Most new water technologies and startups concentrate on drinking and residential demand and supply. In Texas, as in California, this is less that 15 percent of the total demand. There are some innovations on the demand side but not many on the supply side that address the bulk water for agriculture and industry.
Public funding for water projects in Texas is not sufficient, and the state needs to rely on private investors and venture capital. But why would venture capitalists want to invest in the slow moving, rule-bound, bureaucratic burdened water sector in Texas when they have the option to invest in “can-do” fast-paced startups in Silicon Valley? Right now, I don’t see any hope for private funding for large scale water projects in Texas if the public water sector continues with business as usual.

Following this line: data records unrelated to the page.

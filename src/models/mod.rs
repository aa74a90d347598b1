//!
//! Domain models for the two work log dialects.
use chrono::{DateTime, Utc};
use serde_json::Value;

use crate::{config::RestConfig, models::worklog::Insert, JiraError, RestClient, Result};

pub mod core;
pub mod tempo;
pub mod worklog;

/// A work log record backed by a REST endpoint.
///
/// The native and Tempo dialects expose the same operations on near
/// identical paths; what differs is the base path, the timestamp wire
/// format and the field set. Implementations supply those rules, the
/// trait supplies the request/response plumbing.
pub trait WorklogResource: Sized {
    /// Pattern used when parsing timestamps from this family's payloads.
    const DATETIME_FORMAT: &'static str;

    /// Base path of the family, including the configured API revision.
    fn family_base(config: &RestConfig) -> String;

    /// Wire form of a creation timestamp.
    fn format_started(started: DateTime<Utc>) -> String;

    /// Builds the typed record from a JSON object payload.
    fn from_json(value: &Value) -> Result<Self>;

    /// Verbose form for diagnostics.
    fn to_display_string(&self) -> String;

    /// Retrieves a single work log record.
    fn get(client: &dyn RestClient, issue_key: &str, worklog_id: &str) -> Result<Self> {
        let path = format!(
            "{}issue/{issue_key}/worklog/{worklog_id}",
            Self::family_base(client.config())
        );
        let context =
            || format!("failed to retrieve work log {worklog_id} on issue {issue_key}");

        let uri = client
            .build_uri(&path, &[])
            .map_err(|e| JiraError::transport(context(), e))?;
        let result = client
            .get(&uri)
            .map_err(|e| JiraError::transport(context(), e))?;

        expect_object(&result)?;
        Self::from_json(&result)
    }

    /// Creates a work log on the server and returns the stored record.
    fn create(
        client: &dyn RestClient,
        issue_key: &str,
        comment: &str,
        started: DateTime<Utc>,
        time_spent_seconds: i64,
    ) -> Result<Self> {
        let entry = Insert {
            comment: comment.to_string(),
            started: Self::format_started(started),
            time_spent_seconds,
        };
        let path = format!(
            "{}issue/{issue_key}/worklog",
            Self::family_base(client.config())
        );
        let context = || format!("failed to create work log on issue {issue_key}");

        let body = serde_json::to_value(&entry)
            .map_err(|e| JiraError::transport(context(), e.into()))?;
        let uri = client
            .build_uri(&path, &[])
            .map_err(|e| JiraError::transport(context(), e))?;
        let result = client
            .post(&uri, &body)
            .map_err(|e| JiraError::transport(context(), e))?;

        expect_object(&result)?;
        Self::from_json(&result)
    }
}

fn expect_object(value: &Value) -> Result<()> {
    if value.is_object() {
        Ok(())
    } else {
        Err(JiraError::MalformedPayload("a JSON object"))
    }
}
//! Child list reconciliation
//!
//! Both child lists are flattened first: a fragment contributes its children
//! in place, since it has no host node of its own. The flat lists are then
//! matched with [`diff_sequence`] over precomputed [`SlotKey`]s and the ops
//! replayed on the host, with positions offset by `base`.

use tracing::{debug, trace};

use crate::algo::{diff_sequence, SeqOp, SlotKey};
use crate::error::{ReconcileError, ReconcileResult};
use crate::host::{HostId, HostTree};
use crate::node::{Children, Node};

use super::Reconciler;

impl<H: HostTree + ?Sized> Reconciler<'_, H> {
    /// Reconcile `old` children into `new` children under host `parent`.
    ///
    /// `base` is the host index of the first child slot. `None` appends every
    /// added child.
    pub(super) fn patch_children(
        &mut self,
        old: Children,
        new: &mut Children,
        parent: HostId,
        base: Option<usize>,
    ) -> ReconcileResult<()> {
        let mut old_flat = Vec::with_capacity(old.len());
        flatten_owned(old, &mut old_flat);
        let mut new_flat = Vec::with_capacity(new.len());
        flatten_mut(new, parent, &mut new_flat);

        let identity = self.config.identity;
        let key_prop = self.config.key_prop.as_str();
        let old_keys: Vec<SlotKey> = old_flat.iter().map(|n| SlotKey::of(n, identity, key_prop)).collect();
        let new_keys: Vec<SlotKey> = new_flat.iter().map(|n| SlotKey::of(n, identity, key_prop)).collect();

        let diff = diff_sequence(&old_keys, &new_keys);
        if !diff.is_empty() {
            debug!(
                parent = %parent,
                kept = diff.stats.kept,
                added = diff.stats.added,
                removed = diff.stats.removed,
                moved = diff.stats.moved,
                "reconciling children"
            );
        }

        let mut old_slots: Vec<Option<Node>> = old_flat.into_iter().map(Some).collect();
        for op in diff.ops {
            if let Err(err) = self.apply_child_op(op, &mut old_slots, &mut new_flat, parent, base) {
                // Old children the ops never reached still sit in the host
                for node in old_slots.iter_mut().flatten() {
                    self.discard(node);
                }
                return Err(err);
            }
        }

        Ok(())
    }

    fn apply_child_op(
        &mut self,
        op: SeqOp,
        old_slots: &mut [Option<Node>],
        new_flat: &mut [&mut Node],
        parent: HostId,
        base: Option<usize>,
    ) -> ReconcileResult<()> {
        let at = |index: usize| base.map(|b| b + index);

        match op {
            SeqOp::Remove { old_idx, .. } => {
                if let Some(mut node) = take_slot(old_slots, old_idx) {
                    self.destroy(&mut node)?;
                }
            }
            SeqOp::Add { index } => {
                self.mount(&mut *new_flat[index], parent, at(index))?;
            }
            SeqOp::Move { from, to, old_idx } => {
                let Some(node) = take_slot(old_slots, old_idx) else { return Ok(()) };
                let id = node.host_id().ok_or_else(|| ReconcileError::not_mounted(node.kind()))?;
                trace!(node = %id, from, to, "moving child");
                self.host.insert(parent, id, at(to));
                self.stats.nodes_moved += 1;
                self.patch_node(node, &mut *new_flat[to], parent)?;
            }
            SeqOp::NoOp { old_idx, new_idx } => {
                if let Some(node) = take_slot(old_slots, old_idx) {
                    self.patch_node(node, &mut *new_flat[new_idx], parent)?;
                }
            }
        }
        Ok(())
    }
}

fn take_slot(slots: &mut [Option<Node>], index: usize) -> Option<Node> {
    let node = slots[index].take();
    debug_assert!(node.is_some(), "old child {index} consumed twice");
    node
}

/// Move non-fragment descendants of `children` into `out`, in order
fn flatten_owned(children: Children, out: &mut Vec<Node>) {
    for child in children {
        match child {
            Node::Fragment(fragment) => {
                let fragment = *fragment;
                flatten_owned(fragment.children, out);
            }
            other => out.push(other),
        }
    }
}

/// Collect non-fragment descendants of `children`, recording `parent` as the
/// container of every fragment passed through
fn flatten_mut<'a>(children: &'a mut Children, parent: HostId, out: &mut Vec<&'a mut Node>) {
    for child in children.iter_mut() {
        match child {
            Node::Fragment(fragment) => {
                fragment.container = Some(parent);
                flatten_mut(&mut fragment.children, parent, out);
            }
            other => out.push(other),
        }
    }
}
//! Deterministic hashing for content fingerprints
//!
//! Provides cross-process deterministic hashing using blake3, so that
//! content-based child identity does not depend on process-local hash seeds.

// =============================================================================
// StableHasher - Builder Pattern
// =============================================================================

/// A deterministic hasher using blake3
///
/// Unlike `std::hash::Hasher`, this produces the same output across
/// process restarts for the same input.
pub struct StableHasher {
    inner: blake3::Hasher,
}

impl StableHasher {
    /// Create a new StableHasher
    #[inline]
    pub fn new() -> Self {
        Self {
            inner: blake3::Hasher::new(),
        }
    }

    /// Update with raw bytes
    #[inline]
    pub fn update(mut self, data: &[u8]) -> Self {
        self.inner.update(data);
        self
    }

    /// Update with a length-prefixed string
    ///
    /// The prefix keeps adjacent fields apart: `"ab" + "c"` and `"a" + "bc"`
    /// hash differently.
    #[inline]
    pub fn update_str(self, s: &str) -> Self {
        self.update_usize(s.len()).update(s.as_bytes())
    }

    /// Update with a u64 value (little-endian)
    #[inline]
    pub fn update_u64(self, v: u64) -> Self {
        self.update(&v.to_le_bytes())
    }

    /// Update with a usize value, widened to u64 so output is platform-independent
    #[inline]
    pub fn update_usize(self, v: usize) -> Self {
        self.update_u64(v as u64)
    }

    /// Finish and return the hash as u64
    ///
    /// Takes the first 8 bytes of blake3 output as little-endian u64.
    #[inline]
    pub fn finish(self) -> u64 {
        let hash = self.inner.finalize();
        let mut bytes = [0u8; 8];
        bytes.copy_from_slice(&hash.as_bytes()[..8]);
        u64::from_le_bytes(bytes)
    }
}

impl Default for StableHasher {
    fn default() -> Self {
        Self::new()
    }
}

Water in Texas, especially for agriculture, is highly subsidized. Some Texan farmers pay less than $10 per acre-foot while water from the Lower Colorado River Authority, for example, is sold for $150, from Upper Colorado River Authority for $300 and from Tarrant Regional Water District for $250. Farmers who pay $10 are not likely to switch to another crop that requires less water. No new water technology, no matter how efficient, can compete with such a price.
New technologies should also be subsidized, but is this likely? Such explicit subsidies would bring forth howls of protest, and farmers would be loath to call attention to their water subsidies. Private investors are not likely to invest in water technologies that rely on subsidies.
New water technologies, however, could save money for federal or state governments if they were to provide subsidies that are less expensive than the “hidden” subsidies given for current water supply. For example, governments wrote off the costs of previously built reservoirs. The Department of Defense, in El Paso, paid for the largest inland desalination plant in the world.
One way around this might be to charge agricultural and industrial water consumers in Texas the real cost of water and then pay the farmers their subsidies directly based on their water consumption. This arrangement would keep the status quo but it would also enable new water technologies to enter the arena and compete with the actual high cost for water. Is this politically possible? I doubt it. It seems that water innovations in Texas are lacking, and will continue to be so, where they are needed the most.
Another discovery is that a large portion, or even most, of Texas’ water demand could theoretically be met by desalination. Yes, desalination. “Water for Texas 2012” issued by the Texas Water Development Board outlines a plan to develop 1.5 million acre-feet per year capacity by building new reservoirs at a total cost of $13.58 billion. If we amortize this using the same financial terms used by Texas Water Development Board analysts, we find that the cost per 1 acre-foot is about $600, equal more or less to the cost of water by desalination.
The same analysis for the planned new North Texas Lake Ralph Hall reservoir shows that the cost of water from this reservoir will be in the range of $560 to $930 per acre-foot.
And, according to the water development board website, most of the groundwater in Texas is brackish, found in major and minor aquifers across the state, and amounts to almost 3 billion acre-feet. With such an unlimited supply, if it were desalinated at a cost of $600 per acre-foot, it could compete or replace the planned newly built reservoirs.
This op-ed is a policy exercise to make a point. In fact there are other potential large scale water technologies that are even cheaper than desalination that in turn is cheaper or equal in cost to water from new reservoirs. The point to be made is that new water technologies and rationalizing the water sector in Texas will require new water policies that are overdue.
Alamaro, an atmospheric scientist, designed, built and managed the Air Sea Interaction Lab at the Massachusetts Institute of Technology.